Stored items:

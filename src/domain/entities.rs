//! Domain entities: core data structures

use crate::domain::path::format_attr_path;
use crate::domain::value::Value;

/// One documented position in a target tree.
#[derive(Debug, Clone, PartialEq)]
pub struct HelpEntry {
    /// Keys from the tree root to this entry.
    pub path: Vec<String>,
    /// Help text; `None` marks an unannotated leaf.
    pub message: Option<String>,
    /// The original value at this position, used to classify it when rendering.
    pub value: Value,
}

impl HelpEntry {
    pub fn new(path: Vec<String>, message: Option<String>, value: Value) -> Self {
        Self {
            path,
            message,
            value,
        }
    }

    /// Path segments joined with `.`, exactly as written.
    pub fn dotted(&self) -> String {
        self.path.join(".")
    }

    /// Path formatted for the command line (segments containing dots are quoted).
    pub fn attr_path(&self) -> String {
        format_attr_path(&self.path)
    }

    /// Like [`HelpEntry::attr_path`], but the root entry shows as `<root>`.
    pub fn display_path(&self) -> String {
        if self.path.is_empty() {
            "<root>".to_string()
        } else {
            self.attr_path()
        }
    }
}
//! Target tree values
//!
//! A target tree is a [`Value`]: scalars, lists, ordered attribute sets,
//! opaque build artifacts, annotated nodes and deferred thunks. Thunks are
//! what make placeholders and self references possible; forcing one may
//! fail, and every classification predicate here masks that failure.

use std::borrow::Cow;
use std::cell::Cell;
use std::fmt;
use std::rc::Rc;

use indexmap::IndexMap;
use itertools::Itertools;

use crate::domain::annotation::Annotated;
use crate::domain::error::{DomainError, DomainResult};

/// Ordered string-keyed mapping; iteration follows insertion order.
pub type Attrs = IndexMap<String, Value>;

/// Opaque build output.
///
/// It carries sub-attributes (outputs, metadata) like any mapping, but help
/// collection never lists them as unannotated leaves.
#[derive(Debug, Clone, PartialEq)]
pub struct Artifact {
    pub name: String,
    pub attrs: Attrs,
}

impl Artifact {
    pub fn new(name: impl Into<String>) -> Self {
        Self {
            name: name.into(),
            attrs: Attrs::new(),
        }
    }

    pub fn with_attr(mut self, key: impl Into<String>, value: impl Into<Value>) -> Self {
        self.attrs.insert(key.into(), value.into());
        self
    }
}

type Compute = dyn Fn() -> DomainResult<Value>;

/// Nesting limit for thunks forced from inside other thunks, and for
/// [`Value::force_deep`].
pub const MAX_FORCE_DEPTH: usize = 128;

thread_local! {
    static FORCE_DEPTH: Cell<usize> = const { Cell::new(0) };
}

/// Counts one level of nested forcing for as long as it lives.
struct ForceDepth;

impl ForceDepth {
    fn enter(label: &str) -> DomainResult<Self> {
        FORCE_DEPTH.with(|depth| {
            if depth.get() >= MAX_FORCE_DEPTH {
                return Err(DomainError::InfiniteRecursion {
                    path: label.to_string(),
                });
            }
            depth.set(depth.get() + 1);
            Ok(ForceDepth)
        })
    }
}

impl Drop for ForceDepth {
    fn drop(&mut self) {
        FORCE_DEPTH.with(|depth| depth.set(depth.get().saturating_sub(1)));
    }
}

/// A deferred value, computed each time it is forced.
#[derive(Clone)]
pub struct Thunk {
    label: Rc<str>,
    compute: Rc<Compute>,
}

impl Thunk {
    pub fn new(
        label: impl Into<String>,
        compute: impl Fn() -> DomainResult<Value> + 'static,
    ) -> Self {
        Self {
            label: Rc::from(label.into()),
            compute: Rc::new(compute),
        }
    }

    /// A placeholder that fails with `message` whenever it is forced.
    pub fn failing(message: impl Into<String>) -> Self {
        let message = message.into();
        Self::new("error", move || Err(DomainError::Thrown(message.clone())))
    }

    pub fn label(&self) -> &str {
        &self.label
    }

    /// Run the computation.
    ///
    /// Fails with [`DomainError::InfiniteRecursion`] instead of overflowing
    /// the stack when thunks keep forcing each other, as a reference cycle does.
    pub fn force(&self) -> DomainResult<Value> {
        let _depth = ForceDepth::enter(&self.label)?;
        (self.compute)()
    }
}

impl fmt::Debug for Thunk {
    fn fmt(&self, f: &mut fmt::Formatter<'_>) -> fmt::Result {
        f.debug_tuple("Thunk").field(&self.label).finish()
    }
}

// Thunks are opaque: two are equal only if they share the same computation.
impl PartialEq for Thunk {
    fn eq(&self, other: &Self) -> bool {
        std::ptr::addr_eq(Rc::as_ptr(&self.compute), Rc::as_ptr(&other.compute))
    }
}

#[derive(Debug, Clone, PartialEq)]
pub enum Value {
    Null,
    Bool(bool),
    Int(i64),
    Float(f64),
    Str(String),
    List(Vec<Value>),
    Attrs(Attrs),
    Artifact(Artifact),
    Annotated(Box<Annotated>),
    Thunk(Thunk),
}

impl Value {
    pub fn attrs<K: Into<String>>(entries: impl IntoIterator<Item = (K, Value)>) -> Self {
        Value::Attrs(entries.into_iter().map(|(k, v)| (k.into(), v)).collect())
    }

    pub fn empty_attrs() -> Self {
        Value::Attrs(Attrs::new())
    }

    /// Force thunks until a non-thunk value is reached.
    pub fn force(&self) -> DomainResult<Cow<'_, Value>> {
        let mut current = match self {
            Value::Thunk(thunk) => thunk.force()?,
            other => return Ok(Cow::Borrowed(other)),
        };
        while let Value::Thunk(thunk) = current {
            current = thunk.force()?;
        }
        Ok(Cow::Owned(current))
    }

    /// Force this value and everything reachable below it.
    ///
    /// Mappings and lists are rebuilt with forced entries; an annotation keeps
    /// its wrapper around a forced original. The first failure aborts.
    pub fn force_deep(&self) -> DomainResult<Value> {
        self.force_deep_at(&mut Vec::new())
    }

    fn force_deep_at(&self, path: &mut Vec<String>) -> DomainResult<Value> {
        if path.len() >= MAX_FORCE_DEPTH {
            return Err(DomainError::InfiniteRecursion {
                path: display_path(path),
            });
        }
        let forced = self.force()?;
        match forced.as_ref() {
            Value::Attrs(attrs) => Ok(Value::Attrs(force_entries(attrs, path)?)),
            Value::Artifact(artifact) => Ok(Value::Artifact(Artifact {
                name: artifact.name.clone(),
                attrs: force_entries(&artifact.attrs, path)?,
            })),
            Value::List(items) => items
                .iter()
                .enumerate()
                .map(|(index, item)| {
                    path.push(index.to_string());
                    let result = item.force_deep_at(path);
                    path.pop();
                    result
                })
                .collect::<DomainResult<Vec<_>>>()
                .map(Value::List),
            Value::Annotated(annotated) => {
                let mut annotated = annotated.as_ref().clone();
                annotated.original = annotated.original.force_deep_at(path)?;
                Ok(Value::Annotated(Box::new(annotated)))
            }
            other => Ok(other.clone()),
        }
    }

    /// True for attribute sets and artifacts. Forcing errors count as `false`.
    pub fn is_attrs(&self) -> bool {
        matches!(
            self.force().as_deref(),
            Ok(Value::Attrs(_) | Value::Artifact(_))
        )
    }

    /// True for opaque build artifacts. Forcing errors count as `false`.
    pub fn is_artifact(&self) -> bool {
        matches!(self.force().as_deref(), Ok(Value::Artifact(_)))
    }

    /// Entries of an attribute set or artifact, without forcing.
    pub fn as_attrs(&self) -> Option<&Attrs> {
        match self {
            Value::Attrs(attrs) => Some(attrs),
            Value::Artifact(artifact) => Some(&artifact.attrs),
            _ => None,
        }
    }

    pub fn as_str(&self) -> Option<&str> {
        match self {
            Value::Str(s) => Some(s),
            _ => None,
        }
    }

    pub fn type_name(&self) -> &'static str {
        match self {
            Value::Null => "null",
            Value::Bool(_) => "bool",
            Value::Int(_) => "int",
            Value::Float(_) => "float",
            Value::Str(_) => "string",
            Value::List(_) => "list",
            Value::Attrs(_) => "attrset",
            Value::Artifact(_) => "artifact",
            Value::Annotated(_) => "annotated",
            Value::Thunk(_) => "thunk",
        }
    }

    /// Rebuild a mapping with every entry passed through `f`.
    ///
    /// Keys and their order are kept; an artifact stays an artifact.
    /// Returns `None` for non-mappings.
    pub fn map_entries(&self, mut f: impl FnMut(&str, &Value) -> Value) -> Option<Value> {
        let mut map = |attrs: &Attrs| -> Attrs {
            attrs
                .iter()
                .map(|(key, value)| (key.clone(), f(key, value)))
                .collect()
        };
        match self {
            Value::Attrs(attrs) => Some(Value::Attrs(map(attrs))),
            Value::Artifact(artifact) => Some(Value::Artifact(Artifact {
                name: artifact.name.clone(),
                attrs: map(&artifact.attrs),
            })),
            _ => None,
        }
    }

    /// Walk `path` from this value, forcing every step, and return the forced target.
    pub fn select<S: AsRef<str>>(&self, path: &[S]) -> DomainResult<Value> {
        let walked = |depth: usize| display_path(&path[..depth]);

        let mut current = self.force()?.into_owned();
        for (depth, key) in path.iter().enumerate() {
            let next = match current.as_attrs() {
                Some(attrs) => attrs.get(key.as_ref()).cloned().ok_or_else(|| {
                    DomainError::MissingAttribute {
                        path: walked(depth + 1),
                    }
                })?,
                None => {
                    return Err(DomainError::NotAttrs {
                        path: walked(depth),
                    })
                }
            };
            current = next.force()?.into_owned();
        }
        Ok(current)
    }
}

fn force_entries(attrs: &Attrs, path: &mut Vec<String>) -> DomainResult<Attrs> {
    attrs
        .iter()
        .map(|(key, value)| {
            path.push(key.clone());
            let result = value.force_deep_at(path);
            path.pop();
            Ok((key.clone(), result?))
        })
        .collect()
}

/// Dotted path for error messages; the empty path is `<root>`.
pub(crate) fn display_path<S: AsRef<str>>(path: &[S]) -> String {
    if path.is_empty() {
        "<root>".to_string()
    } else {
        path.iter().map(AsRef::as_ref).join(".")
    }
}

impl fmt::Display for Value {
    fn fmt(&self, f: &mut fmt::Formatter<'_>) -> fmt::Result {
        match self {
            Value::Null => write!(f, "null"),
            Value::Bool(b) => write!(f, "{b}"),
            Value::Int(i) => write!(f, "{i}"),
            Value::Float(x) => write!(f, "{x}"),
            Value::Str(s) => write!(f, "{s:?}"),
            Value::List(items) if items.is_empty() => write!(f, "[ ]"),
            Value::List(items) => write!(f, "[ {} ]", items.iter().join(" ")),
            Value::Attrs(attrs) if attrs.is_empty() => write!(f, "{{ }}"),
            Value::Attrs(attrs) => write!(
                f,
                "{{ {} }}",
                attrs.iter().map(|(k, v)| format!("{k} = {v};")).join(" ")
            ),
            Value::Artifact(artifact) => write!(f, "«artifact {}»", artifact.name),
            Value::Annotated(annotated) => write!(f, "«annotated {}»", annotated.original),
            Value::Thunk(thunk) => write!(f, "«thunk {}»", thunk.label()),
        }
    }
}

impl From<bool> for Value {
    fn from(b: bool) -> Self {
        Value::Bool(b)
    }
}

impl From<i64> for Value {
    fn from(i: i64) -> Self {
        Value::Int(i)
    }
}

impl From<i32> for Value {
    fn from(i: i32) -> Self {
        Value::Int(i64::from(i))
    }
}

impl From<f64> for Value {
    fn from(x: f64) -> Self {
        Value::Float(x)
    }
}

impl From<&str> for Value {
    fn from(s: &str) -> Self {
        Value::Str(s.to_string())
    }
}

impl From<String> for Value {
    fn from(s: String) -> Self {
        Value::Str(s)
    }
}

impl From<Vec<Value>> for Value {
    fn from(items: Vec<Value>) -> Self {
        Value::List(items)
    }
}

impl From<Attrs> for Value {
    fn from(attrs: Attrs) -> Self {
        Value::Attrs(attrs)
    }
}

impl From<Artifact> for Value {
    fn from(artifact: Artifact) -> Self {
        Value::Artifact(artifact)
    }
}

impl From<Thunk> for Value {
    fn from(thunk: Thunk) -> Self {
        Value::Thunk(thunk)
    }
}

Aim of the task: Lines holding the word "enumerate" are the answer; copy each one from the records above.

Reply:
                .enumerate()
        for (depth, key) in path.iter().enumerate() {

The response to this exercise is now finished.